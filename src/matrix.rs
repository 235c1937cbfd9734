use std::{error::Error, fmt::Display, mem};

use rand::{Rng, SeedableRng, rngs::SmallRng};

pub(crate) type BitBlock = u64;
pub(crate) const BLOCK_SIZE: usize = mem::size_of::<BitBlock>() * 8;

/// A dense matrix over GF(2).
///
/// The matrix
/// ```text
/// a11 a12 ... a1m
/// a21 a22 ... a2m
/// ...
/// an1 an2 ... anm
/// ```
/// is layed out row-wise, with each row right-padded with zeros to take up a whole number of blocks.
/// Within a block, column `j` occupies bit `j % BLOCK_SIZE` counted from the most significant bit,
/// so adding one row to another is a plain XOR of blocks.
#[derive(Debug, Clone, PartialEq, Eq)]
pub struct BinaryMatrix {
    rows: usize,
    cols: usize,
    blocks: Vec<BitBlock>,
}
impl BinaryMatrix {
    /// Create a `rows` × `cols` matrix of zeros.
    pub fn zeros(rows: usize, cols: usize) -> Self {
        BinaryMatrix {
            rows,
            cols,
            blocks: vec![0; rows * row_block_length(cols)],
        }
    }

    /// Create the `n` × `n` identity matrix.
    pub fn identity(n: usize) -> Self {
        let mut matrix = BinaryMatrix::zeros(n, n);
        for i in 0..n {
            matrix.set(i, i, true);
        }
        matrix
    }

    /// Build a matrix from rows of integers, each of which must be either 0 or 1.
    ///
    /// The number of columns is taken from the first row. Use [`BinaryMatrix::from_rows_with_cols`]
    /// to build a matrix with no rows but a nonzero number of columns.
    ///
    /// # Example
    /// ```
    /// use gf2rref::BinaryMatrix;
    ///
    /// let m = BinaryMatrix::from_rows([[1, 0, 1], [0, 1, 1]]).unwrap();
    /// assert_eq!(m.shape(), (2, 3));
    /// assert!(m.get(1, 2));
    /// ```
    pub fn from_rows<R, T>(rows: impl IntoIterator<Item = R>) -> Result<Self, MatrixError>
    where
        R: AsRef<[T]>,
        T: Copy + Into<i64>,
    {
        let rows: Vec<R> = rows.into_iter().collect();
        let cols = rows.first().map_or(0, |row| row.as_ref().len());
        BinaryMatrix::from_rows_with_cols(cols, rows)
    }

    /// Same as [`BinaryMatrix::from_rows`], but with an explicit number of columns that every row must match.
    pub fn from_rows_with_cols<R, T>(
        cols: usize,
        rows: impl IntoIterator<Item = R>,
    ) -> Result<Self, MatrixError>
    where
        R: AsRef<[T]>,
        T: Copy + Into<i64>,
    {
        let row_len = row_block_length(cols);
        let mut blocks = Vec::new();
        let mut row_count = 0;
        for (row, entries) in rows.into_iter().enumerate() {
            let entries = entries.as_ref();
            if entries.len() != cols {
                return Err(MatrixError::InvalidShape {
                    row,
                    len: entries.len(),
                    expected: cols,
                });
            }

            blocks.resize(blocks.len() + row_len, 0);
            let offset = row * row_len;
            for (col, &value) in entries.iter().enumerate() {
                match Into::<i64>::into(value) {
                    0 => {}
                    1 => blocks[offset + col / BLOCK_SIZE] |= bitmask(col % BLOCK_SIZE),
                    value => {
                        log::debug!("Rejecting entry {value} at ({row}, {col})");
                        return Err(MatrixError::InvalidInput { row, col, value });
                    }
                }
            }
            row_count += 1;
        }
        Ok(BinaryMatrix {
            rows: row_count,
            cols,
            blocks,
        })
    }

    /// Create a matrix with uniformly random entries.
    pub fn random(rows: usize, cols: usize, seed: u64) -> Self {
        let mut rng = SmallRng::seed_from_u64(seed);
        BinaryMatrix::random_with_rng(rows, cols, &mut rng)
    }

    /// Create a matrix with uniformly random entries drawn from `rng`.
    pub fn random_with_rng<R: Rng>(rows: usize, cols: usize, rng: &mut R) -> Self {
        let row_len = row_block_length(cols);
        let mut matrix = BinaryMatrix::zeros(rows, cols);
        for row in 0..rows {
            for i in 0..row_len {
                matrix.blocks[row * row_len + i] = rng.random::<BitBlock>() & valid_bits(cols, i);
            }
        }
        matrix
    }

    /// The number of rows.
    pub fn rows(&self) -> usize {
        self.rows
    }

    /// The number of columns.
    pub fn cols(&self) -> usize {
        self.cols
    }

    /// The pair `(rows, cols)`.
    pub fn shape(&self) -> (usize, usize) {
        (self.rows, self.cols)
    }

    /// Get the entry in the given position.
    ///
    /// # Panics
    /// If the position is outside the matrix.
    pub fn get(&self, row: usize, col: usize) -> bool {
        self.check_position(row, col);
        self.blocks[self.block_index(row, col / BLOCK_SIZE)] & bitmask(col % BLOCK_SIZE) != 0
    }

    /// Set the entry in the given position.
    ///
    /// # Panics
    /// If the position is outside the matrix.
    pub fn set(&mut self, row: usize, col: usize, value: bool) {
        self.check_position(row, col);
        let block_index = self.block_index(row, col / BLOCK_SIZE);
        if value {
            self.blocks[block_index] |= bitmask(col % BLOCK_SIZE);
        } else {
            self.blocks[block_index] &= !bitmask(col % BLOCK_SIZE);
        }
    }

    /// Whether every entry of the given row is zero.
    pub fn row_is_zero(&self, row: usize) -> bool {
        self.row_blocks(row).iter().all(|&block| block == 0)
    }

    /// The column of the first nonzero entry of the given row, if any.
    pub fn leading_column(&self, row: usize) -> Option<usize> {
        self.row_blocks(row)
            .iter()
            .enumerate()
            .find(|(_, &block)| block != 0)
            .map(|(i, block)| i * BLOCK_SIZE + block.leading_zeros() as usize)
    }

    /// Convert into rows of 0s and 1s.
    pub fn to_rows(&self) -> Vec<Vec<u8>> {
        (0..self.rows)
            .map(|row| (0..self.cols).map(|col| u8::from(self.get(row, col))).collect())
            .collect()
    }

    /// Swap the rows `row1` and `row2`.
    pub(crate) fn swap_rows(&mut self, row1: usize, row2: usize) {
        if row1 == row2 {
            return;
        }
        for i in 0..row_block_length(self.cols) {
            let a = self.block_index(row1, i);
            let b = self.block_index(row2, i);
            self.blocks.swap(a, b);
        }
    }

    /// Add row `source` to row `target`, skipping the blocks before `first_block`.
    ///
    /// The caller must ensure that `source` is zero in the skipped blocks.
    pub(crate) fn xor_row_into(&mut self, source: usize, target: usize, first_block: usize) {
        debug_assert!(self.row_blocks(source)[..first_block].iter().all(|&b| b == 0));
        for i in first_block..row_block_length(self.cols) {
            let source_block = self.blocks[self.block_index(source, i)];
            let target_index = self.block_index(target, i);
            self.blocks[target_index] ^= source_block;
        }
    }

    fn row_blocks(&self, row: usize) -> &[BitBlock] {
        assert!(row < self.rows, "Row {row} out of range for {} rows", self.rows);
        let row_len = row_block_length(self.cols);
        &self.blocks[row * row_len..(row + 1) * row_len]
    }

    /// Get the index of the i'th block of the `row`th row.
    fn block_index(&self, row: usize, i: usize) -> usize {
        debug_assert!(row < self.rows);
        debug_assert!(i < row_block_length(self.cols));
        row * row_block_length(self.cols) + i
    }

    fn check_position(&self, row: usize, col: usize) {
        assert!(
            row < self.rows && col < self.cols,
            "Position ({row}, {col}) out of range for {}x{} matrix",
            self.rows,
            self.cols
        );
    }
}
impl Display for BinaryMatrix {
    fn fmt(&self, f: &mut std::fmt::Formatter<'_>) -> std::fmt::Result {
        for row in 0..self.rows {
            if row > 0 {
                writeln!(f)?;
            }
            for col in 0..self.cols {
                write!(f, "{}", if self.get(row, col) { '1' } else { '0' })?;
            }
        }
        Ok(())
    }
}

#[derive(Debug, Clone, PartialEq, Eq)]
pub enum MatrixError {
    /// Row `row` has `len` entries where `expected` were required.
    InvalidShape {
        row: usize,
        len: usize,
        expected: usize,
    },
    /// The entry at (`row`, `col`) is neither 0 nor 1.
    InvalidInput { row: usize, col: usize, value: i64 },
}
impl Display for MatrixError {
    fn fmt(&self, f: &mut std::fmt::Formatter<'_>) -> std::fmt::Result {
        match self {
            MatrixError::InvalidShape { row, len, expected } => {
                write!(
                    f,
                    "Row {row} has {len} entries, but the matrix has {expected} columns"
                )
            }
            MatrixError::InvalidInput { row, col, value } => {
                write!(
                    f,
                    "Entry {value} at ({row}, {col}) is not an element of GF(2)"
                )
            }
        }
    }
}
impl Error for MatrixError {}

/// Get the bitmask for the i'th bit, e.g.
///
/// ```text
/// bitmask(0) -> 10000000
/// bitmask(1) -> 01000000
/// bitmask(6) -> 00000010
/// ```
///
/// # Panics
/// If `i` is greater than or equal to `BLOCK_SIZE` in debug mode.
fn bitmask(i: usize) -> BitBlock {
    debug_assert!(i < BLOCK_SIZE);
    1 << (BLOCK_SIZE - 1 - i)
}

/// Get the mask of the bits in the i'th block of a row that correspond to actual columns.
fn valid_bits(cols: usize, i: usize) -> BitBlock {
    let used = cols - i * BLOCK_SIZE;
    if used >= BLOCK_SIZE {
        BitBlock::MAX
    } else {
        !(BitBlock::MAX >> used)
    }
}

/// Get the block-length of a row with `cols` columns.
pub(crate) fn row_block_length(cols: usize) -> usize {
    cols.div_ceil(BLOCK_SIZE)
}

#[cfg(test)]
mod tests {
    use super::*;

    #[test]
    fn bitmask_is_msb_first() {
        assert_eq!(bitmask(0), 1 << 63);
        assert_eq!(bitmask(63), 1);
    }

    #[test]
    fn random_keeps_padding_zero() {
        let m = BinaryMatrix::random(7, 70, 5);
        for row in 0..7 {
            assert_eq!(m.row_blocks(row)[1] & !valid_bits(70, 1), 0);
        }
    }

    #[test]
    fn leading_column_across_blocks() {
        let mut m = BinaryMatrix::zeros(2, 130);
        m.set(0, 129, true);
        m.set(1, 64, true);
        m.set(1, 100, true);
        assert_eq!(m.leading_column(0), Some(129));
        assert_eq!(m.leading_column(1), Some(64));

        m.set(0, 129, false);
        assert_eq!(m.leading_column(0), None);
        assert!(m.row_is_zero(0));
    }

    #[test]
    fn display() {
        let m = BinaryMatrix::from_rows([[1, 0, 1], [0, 1, 0]]).unwrap();
        assert_eq!(m.to_string(), "101\n010");
    }

    #[test]
    fn swap_rows() {
        let mut m = BinaryMatrix::from_rows([[1, 0], [0, 1]]).unwrap();
        m.swap_rows(0, 1);
        assert_eq!(m.to_rows(), [[0, 1], [1, 0]]);
    }

    #[test]
    #[should_panic]
    fn get_out_of_range() {
        BinaryMatrix::zeros(2, 2).get(0, 2);
    }
}
use divan::{Bencher, black_box};
use gf2rref::{rref_binary, rref_binary_batch, rref_binary_bytes, BinaryMatrix};

fn main() {
    divan::main();
}

fn setup(rows: usize, cols: usize) -> BinaryMatrix {
    BinaryMatrix::random(rows, cols, 123)
}

mod packed {
    use super::*;

    #[divan::bench]
    fn packed_small(bencher: Bencher) {
        let m = setup(20, 20);
        bencher.bench_local(move || rref_binary(black_box(&m)));
    }

    #[divan::bench]
    fn packed_augmented(bencher: Bencher) {
        let m = setup(64, 129);
        bencher.bench_local(move || rref_binary(black_box(&m)));
    }

    #[divan::bench]
    fn packed_large(bencher: Bencher) {
        let m = setup(512, 512);
        bencher.bench_local(move || rref_binary(black_box(&m)));
    }
}

mod bytes {
    use super::*;

    #[divan::bench]
    fn bytes_small(bencher: Bencher) {
        let m = setup(20, 20).to_rows();
        bencher.bench_local(move || rref_binary_bytes(black_box(&m)));
    }

    #[divan::bench]
    fn bytes_augmented(bencher: Bencher) {
        let m = setup(64, 129).to_rows();
        bencher.bench_local(move || rref_binary_bytes(black_box(&m)));
    }
}

mod batch {
    use super::*;

    #[divan::bench]
    fn batch_small(bencher: Bencher) {
        let matrices: Vec<BinaryMatrix> = (0..256)
            .map(|seed| BinaryMatrix::random(20, 20, seed))
            .collect();
        bencher.bench_local(move || rref_binary_batch(black_box(&matrices)));
    }
}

***

What you need to do:
Give back, unchanged, the run of lines in the listing above that begins at the line containing "1 << (BLOCK_SIZE - 1 - i)" and ends at the line containing "pub(crate) fn row_block_length(cols: usize)", both included.

Response:
    1 << (BLOCK_SIZE - 1 - i)
}

/// Get the mask of the bits in the i'th block of a row that correspond to actual columns.
fn valid_bits(cols: usize, i: usize) -> BitBlock {
    let used = cols - i * BLOCK_SIZE;
    if used >= BLOCK_SIZE {
        BitBlock::MAX
    } else {
        !(BitBlock::MAX >> used)
    }
}

/// Get the block-length of a row with `cols` columns.
pub(crate) fn row_block_length(cols: usize) -> usize {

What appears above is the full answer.